Abstract

Pharmacological treatment for neuropathic pain, although often effective for brief periods, can result in intractable persistent pain with certain patients. Cell therapy for neuropathic pain is a newly developing technology useful for an examination of enhanced normal sensory function after nerve injury with the placement of cells near the spinal cord, and grafts of immortalized cells bioengineered to chronically supply the inhibitory neurotransmitter gamma-aminobutyric acid (GABA) have been used to reverse the chronic pain behaviors. However, it is not known whether there is a therapeutic window for the use of intervention with cell therapy after partial nerve injury. To investigate whether neuropathic pain is sensitive to the timing of placement of cell grafts, neuronal cells bioengineered to synthesize GABA were transplanted in the lumbar subarachnoid space one to four weeks after unilateral chronic constriction injury (CCI) of the sciatic nerve and sensory behaviors were evaluated before and after CCI and transplants. Both thermal hyperalgesia and tactile allodynia were reversed when transplants were placed either one or two weeks after partial nerve injury, compared to maintenance of these behaviors with the injury alone.

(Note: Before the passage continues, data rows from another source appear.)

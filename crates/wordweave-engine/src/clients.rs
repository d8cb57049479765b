//! Outbound message routing.
//!
//! The engine never talks to sockets. Each connection registers an
//! unbounded sender here; the transport layer drains the matching
//! receiver into its socket. A send to a connection that has gone away
//! is silently dropped — the departure path cleans the entry up.

use std::collections::HashMap;
use std::sync::atomic::{AtomicU64, Ordering};

use tokio::sync::mpsc::{self, UnboundedReceiver, UnboundedSender};
use tokio::sync::Mutex;

use wordweave_protocol::{ConnectionId, ServerMessage};

pub struct ClientRegistry {
    senders: Mutex<HashMap<ConnectionId, UnboundedSender<ServerMessage>>>,
    next_id: AtomicU64,
}

impl ClientRegistry {
    pub fn new() -> Self {
        Self {
            senders: Mutex::new(HashMap::new()),
            next_id: AtomicU64::new(1),
        }
    }

    /// Registers a new connection and returns its id plus the stream of
    /// messages addressed to it.
    pub async fn connect(
        &self,
    ) -> (ConnectionId, UnboundedReceiver<ServerMessage>) {
        let id = ConnectionId(self.next_id.fetch_add(1, Ordering::Relaxed));
        let (tx, rx) = mpsc::unbounded_channel();
        self.senders.lock().await.insert(id, tx);
        (id, rx)
    }

    pub async fn disconnect(&self, id: ConnectionId) {
        self.senders.lock().await.remove(&id);
    }

    /// Sends one message to one connection. No-op if it is gone.
    pub async fn send(&self, id: ConnectionId, message: ServerMessage) {
        let senders = self.senders.lock().await;
        if let Some(tx) = senders.get(&id) {
            let _ = tx.send(message);
        }
    }

    /// Sends one message to every listed connection.
    pub async fn send_to_all(
        &self,
        ids: &[ConnectionId],
        message: &ServerMessage,
    ) {
        let senders = self.senders.lock().await;
        for id in ids {
            if let Some(tx) = senders.get(id) {
                let _ = tx.send(message.clone());
            }
        }
    }
}

impl Default for ClientRegistry {
    fn default() -> Self {
        Self::new()
    }
}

However, if GABA cells were placed any later than 2 weeks after nerve injury, such intervention was ineffective to reverse the thermal and tactile hypersensitivities induced by the injury. This suggests that altered spinal GABA levels may contribute to the early development of chronic neuropathic pain and that early intervention with cellular therapy to restore GABA may prevent the development of that pain.